Гордостью за советских людей — непокоренных — окрашена буквально каждая строчка повести, одновременно лирической и остропублицистической. Писатель хотел самому повествованию придать возвышенный, поэтический настрой. Так подсказывала ему тема. Композитор Дм. Кабалевский, автор оперы «Семья Тараса», считал повесть Горбатова музыкально построенной. И у нее действительно есть свой единый, непрерывный музыкальный ритм. Вспомним хотя бы постоянные повторы, подхваты ударной фразы в конце одной главы и в начале следующей. «Такой прием, — писал Кабалевский, — „отталкивания“ от предыдущего построения (или, можно сказать, наоборот, — развития предыдущего построения) в музыке встречается бесконечно часто»[2]

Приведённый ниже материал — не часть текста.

//! Load-time validation of action definitions.
//!
//! Compilation resolves every name reference to an index into the action's
//! sub-effect list and rejects anything the engine could not execute:
//!
//! - empty or duplicate names
//! - determinant and predicate references that are unknown, self or forward
//! - package ties that are out of range or not earlier
//! - accuracy and success rates outside `[0, 1]`, non-finite damage
//! - magnitudes of the wrong kind, duplicate event-layer priorities
//!
//! A [`CompiledAction`] is therefore safe to execute without runtime lookups.

use std::collections::HashMap;

use super::definition::{
    ActionCosts, ActionDefinition, EffectPackageDefinition, SubEffectDefinition,
};
use super::targeting::{TargetSets, TargetShape, TargetSides};
use crate::combat::DamageType;
use crate::error::{DefinitionError, ReferenceKind};
use crate::stats::StatKind;
use crate::sync::EventBlock;

/// Validated effect package.
#[derive(Clone, Debug, PartialEq)]
pub struct CompiledPackage {
    pub definition: EffectPackageDefinition,
}

impl CompiledPackage {
    pub fn tie(&self) -> Option<usize> {
        self.definition.tie_success_to
    }
}

/// Validated sub-effect with resolved references.
#[derive(Clone, Debug, PartialEq)]
pub struct CompiledSubEffect {
    pub name: String,
    pub targets: TargetSets,
    pub damage: f32,
    pub accuracy: f32,
    pub damage_types: Vec<DamageType>,
    pub attack_stat: Option<StatKind>,
    pub defense_stat: Option<StatKind>,
    pub hit_stat: Option<StatKind>,
    pub evade_stat: Option<StatKind>,
    pub damage_determinant: Option<usize>,
    pub success_determinant: Option<usize>,
    pub predicate: Option<usize>,
    pub packages: Vec<CompiledPackage>,
    pub events: Option<EventBlock>,
}

/// Immutable, validated action ready for the resolution engine.
#[derive(Clone, Debug, PartialEq)]
pub struct CompiledAction {
    pub name: String,
    pub shape: TargetShape,
    pub sides: TargetSides,
    pub costs: ActionCosts,
    pub sub_effects: Vec<CompiledSubEffect>,
    pub on_start: EventBlock,
    pub on_conclusion: EventBlock,
    pub on_skip: EventBlock,
}

impl CompiledAction {
    /// Index of the sub-effect named `name`.
    pub fn sub_effect_index(&self, name: &str) -> Option<usize> {
        self.sub_effects.iter().position(|s| s.name == name)
    }
}

impl ActionDefinition {
    /// Validates the definition and resolves its name references.
    pub fn compile(&self) -> Result<CompiledAction, DefinitionError> {
        if self.name.trim().is_empty() {
            return Err(DefinitionError::EmptyActionName);
        }

        let mut indices = HashMap::with_capacity(self.sub_effects.len());
        for (index, sub) in self.sub_effects.iter().enumerate() {
            if sub.name.trim().is_empty() {
                return Err(DefinitionError::EmptySubEffectName {
                    action: self.name.clone(),
                    index,
                });
            }
            if indices.insert(sub.name.as_str(), index).is_some() {
                return Err(DefinitionError::DuplicateSubEffect {
                    action: self.name.clone(),
                    name: sub.name.clone(),
                });
            }
        }

        let sub_effects = self
            .sub_effects
            .iter()
            .enumerate()
            .map(|(index, sub)| compile_sub_effect(index, sub, &indices))
            .collect::<Result<Vec<_>, _>>()?;

        Ok(CompiledAction {
            name: self.name.clone(),
            shape: self.shape,
            sides: self.sides,
            costs: self.costs,
            sub_effects,
            on_start: compile_block(&self.on_start)?,
            on_conclusion: compile_block(&self.on_conclusion)?,
            on_skip: compile_block(&self.on_skip)?,
        })
    }
}

fn compile_block(block: &EventBlock) -> Result<EventBlock, DefinitionError> {
    block.validate()?;
    let mut block = block.clone();
    block.sort_layers();
    Ok(block)
}

fn resolve_reference(
    sub: &SubEffectDefinition,
    own_index: usize,
    kind: ReferenceKind,
    target: Option<&String>,
    indices: &HashMap<&str, usize>,
) -> Result<Option<usize>, DefinitionError> {
    let Some(target) = target else {
        return Ok(None);
    };

    if *target == sub.name {
        return Err(DefinitionError::SelfReference {
            sub_effect: sub.name.clone(),
            kind,
        });
    }

    match indices.get(target.as_str()) {
        None => Err(DefinitionError::UnknownReference {
            sub_effect: sub.name.clone(),
            kind,
            target: target.clone(),
        }),
        Some(&index) if index > own_index => Err(DefinitionError::ForwardReference {
            sub_effect: sub.name.clone(),
            kind,
            target: target.clone(),
        }),
        Some(&index) => Ok(Some(index)),
    }
}

fn compile_sub_effect(
    index: usize,
    sub: &SubEffectDefinition,
    indices: &HashMap<&str, usize>,
) -> Result<CompiledSubEffect, DefinitionError> {
    if sub.targets.is_empty() {
        return Err(DefinitionError::NoTargetSets {
            sub_effect: sub.name.clone(),
        });
    }
    if !(0.0..=1.0).contains(&sub.accuracy) {
        return Err(DefinitionError::InvalidAccuracy {
            sub_effect: sub.name.clone(),
            value: sub.accuracy,
        });
    }
    if !sub.damage.is_finite() {
        return Err(DefinitionError::InvalidDamage {
            sub_effect: sub.name.clone(),
            value: sub.damage,
        });
    }

    let damage_determinant = resolve_reference(
        sub,
        index,
        ReferenceKind::DamageDeterminant,
        sub.damage_determinant.as_ref(),
        indices,
    )?;
    let success_determinant = resolve_reference(
        sub,
        index,
        ReferenceKind::SuccessDeterminant,
        sub.success_determinant.as_ref(),
        indices,
    )?;
    let predicate = resolve_reference(
        sub,
        index,
        ReferenceKind::Predicate,
        sub.predicate.as_ref(),
        indices,
    )?;

    let count = sub.packages.len();
    let mut packages = Vec::with_capacity(count);
    for (position, package) in sub.packages.iter().enumerate() {
        if !(0.0..=1.0).contains(&package.success_rate) {
            return Err(DefinitionError::InvalidSuccessRate {
                sub_effect: sub.name.clone(),
                package: position,
                value: package.success_rate,
            });
        }
        if let Some(tie) = package.tie_success_to {
            if tie >= count {
                return Err(DefinitionError::TieOutOfRange {
                    sub_effect: sub.name.clone(),
                    package: position,
                    tie,
                    count,
                });
            }
            if tie >= position {
                return Err(DefinitionError::TieNotEarlier {
                    sub_effect: sub.name.clone(),
                    package: position,
                    tie,
                });
            }
        }
        if !package.kind.accepts(package.magnitude) {
            return Err(DefinitionError::MagnitudeMismatch {
                sub_effect: sub.name.clone(),
                package: position,
                kind: package.kind.name(),
                expected: "integral",
            });
        }

        let mut definition = package.clone();
        definition.events = package.events.as_ref().map(compile_block).transpose()?;
        packages.push(CompiledPackage { definition });
    }

    Ok(CompiledSubEffect {
        name: sub.name.clone(),
        targets: sub.targets,
        damage: sub.damage,
        accuracy: sub.accuracy,
        damage_types: sub.damage_types.clone(),
        attack_stat: sub.attack_stat,
        defense_stat: sub.defense_stat,
        hit_stat: sub.hit_stat,
        evade_stat: sub.evade_stat,
        damage_determinant,
        success_determinant,
        predicate,
        packages,
        events: sub.events.as_ref().map(compile_block).transpose()?,
    })
}

#[cfg(test)]
mod tests {
    use super::*;
    use crate::action::definition::{EffectKind, Magnitude};
    use crate::stats::StatusKind;

    fn strike(name: &str) -> SubEffectDefinition {
        SubEffectDefinition::new(name, TargetSets::PRIMARY).with_damage(10.0)
    }

    fn action(subs: Vec<SubEffectDefinition>) -> ActionDefinition {
        subs.into_iter().fold(
            ActionDefinition::new("combo", TargetShape::Single, TargetSides::ENEMIES),
            ActionDefinition::with_sub_effect,
        )
    }

    fn poison() -> EffectPackageDefinition {
        EffectPackageDefinition::new(
            EffectKind::Status {
                status: StatusKind::Poisoned,
                duration: 3,
            },
            Magnitude::Integral(4),
        )
    }

    #[test]
    fn resolves_references_to_indices() {
        let compiled = action(vec![
            strike("first"),
            strike("second")
                .with_damage_determinant("first")
                .with_predicate("first"),
        ])
        .compile()
        .unwrap();

        assert_eq!(compiled.sub_effects[1].damage_determinant, Some(0));
        assert_eq!(compiled.sub_effects[1].predicate, Some(0));
        assert_eq!(compiled.sub_effect_index("second"), Some(1));
    }

    #[test]
    fn rejects_forward_reference() {
        let err = action(vec![
            strike("first").with_success_determinant("second"),
            strike("second"),
        ])
        .compile()
        .unwrap_err();

        assert_eq!(
            err,
            DefinitionError::ForwardReference {
                sub_effect: "first".into(),
                kind: ReferenceKind::SuccessDeterminant,
                target: "second".into(),
            }
        );
    }

    #[test]
    fn rejects_self_and_unknown_references() {
        let self_ref = action(vec![strike("loop").with_predicate("loop")]).compile();
        assert!(matches!(self_ref, Err(DefinitionError::SelfReference { .. })));

        let unknown = action(vec![strike("a").with_damage_determinant("ghost")]).compile();
        assert!(matches!(
            unknown,
            Err(DefinitionError::UnknownReference { target, .. }) if target == "ghost"
        ));
    }

    #[test]
    fn rejects_duplicate_and_empty_names() {
        let dup = action(vec![strike("a"), strike("a")]).compile();
        assert!(matches!(dup, Err(DefinitionError::DuplicateSubEffect { .. })));

        let empty = action(vec![strike(" ")]).compile();
        assert!(matches!(
            empty,
            Err(DefinitionError::EmptySubEffectName { index: 0, .. })
        ));

        let nameless = ActionDefinition::new("", TargetShape::Single, TargetSides::ENEMIES);
        assert_eq!(nameless.compile().unwrap_err(), DefinitionError::EmptyActionName);
    }

    #[test]
    fn package_ties_must_point_backwards() {
        let out_of_range = action(vec![strike("a").with_package(poison().tied_to(3))]).compile();
        assert!(matches!(
            out_of_range,
            Err(DefinitionError::TieOutOfRange { tie: 3, count: 1, .. })
        ));

        let not_earlier = action(vec![
            strike("a")
                .with_package(poison().tied_to(1))
                .with_package(poison()),
        ])
        .compile();
        assert!(matches!(
            not_earlier,
            Err(DefinitionError::TieNotEarlier { package: 0, tie: 1, .. })
        ));

        let ok = action(vec![
            strike("a")
                .with_package(poison())
                .with_package(poison().tied_to(0)),
        ])
        .compile();
        assert!(ok.is_ok());
    }

    #[test]
    fn rejects_out_of_range_rates() {
        let accuracy = action(vec![strike("a").with_accuracy(1.5)]).compile();
        assert!(matches!(accuracy, Err(DefinitionError::InvalidAccuracy { .. })));

        let rate = action(vec![strike("a").with_package(poison().with_success_rate(-0.1))])
            .compile();
        assert!(matches!(rate, Err(DefinitionError::InvalidSuccessRate { .. })));

        let nan = action(vec![strike("a").with_damage(f32::NAN)]).compile();
        assert!(matches!(nan, Err(DefinitionError::InvalidDamage { .. })));
    }

    #[test]
    fn rejects_float_magnitude_for_integral_kinds() {
        let package = EffectPackageDefinition::new(EffectKind::StaminaShift, Magnitude::Float(0.5));
        let err = action(vec![strike("a").with_package(package)])
            .compile()
            .unwrap_err();
        assert!(matches!(
            err,
            DefinitionError::MagnitudeMismatch { kind: "stamina_shift", .. }
        ));
    }

    #[test]
    fn requires_a_target_set() {
        let err = action(vec![SubEffectDefinition::new("a", TargetSets::empty())])
            .compile()
            .unwrap_err();
        assert!(matches!(err, DefinitionError::NoTargetSets { .. }));
    }

    #[test]
    fn sorts_event_layers() {
        let compiled = action(vec![strike("a")])
            .with_on_start(EventBlock::new("start").with_layer(1, vec![]).with_layer(9, vec![]))
            .compile()
            .unwrap();
        assert_eq!(compiled.on_start.layers[0].priority, 9);
    }
}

. И так же как в музыке, в повести он приобретает особую эмоциональную силу воздействия.В центре повествования мощная фигура старого заводского мастера Тараса Яценко, человека, который должен выстоять, выдержать, дождаться прихода наших войск, дожить до той счастливой минуты, когда громыхнет первый молот в кузнице мертвого, разоренного завода. Выстоять, стиснув зубы, жить, терпя муки, саботируя все распоряжения оккупационных властей, жить, чувствуя ответственность перед своей семьей, немощными женщинами, малыми детьми: «…никого у них сейчас нет на земле, кроме него, старого деда; он один отвечает перед миром и людьми за всю свою фамилию, за каждого из них, за их жизнь и за их души». Это «гарнизон» Тараса в старом его домике, на городской окраине в Каменном Броде. Однако в повести Горбатова Тарас становится еще и воплощением своего города, распятого, «сведенного судорогой и отчаянием», но не покорившегося, не сдавшегося врагу. Тарас как бы живая история города, его гордая память, его сила и ярость, скрытая, сдерживаемая до поры до времени.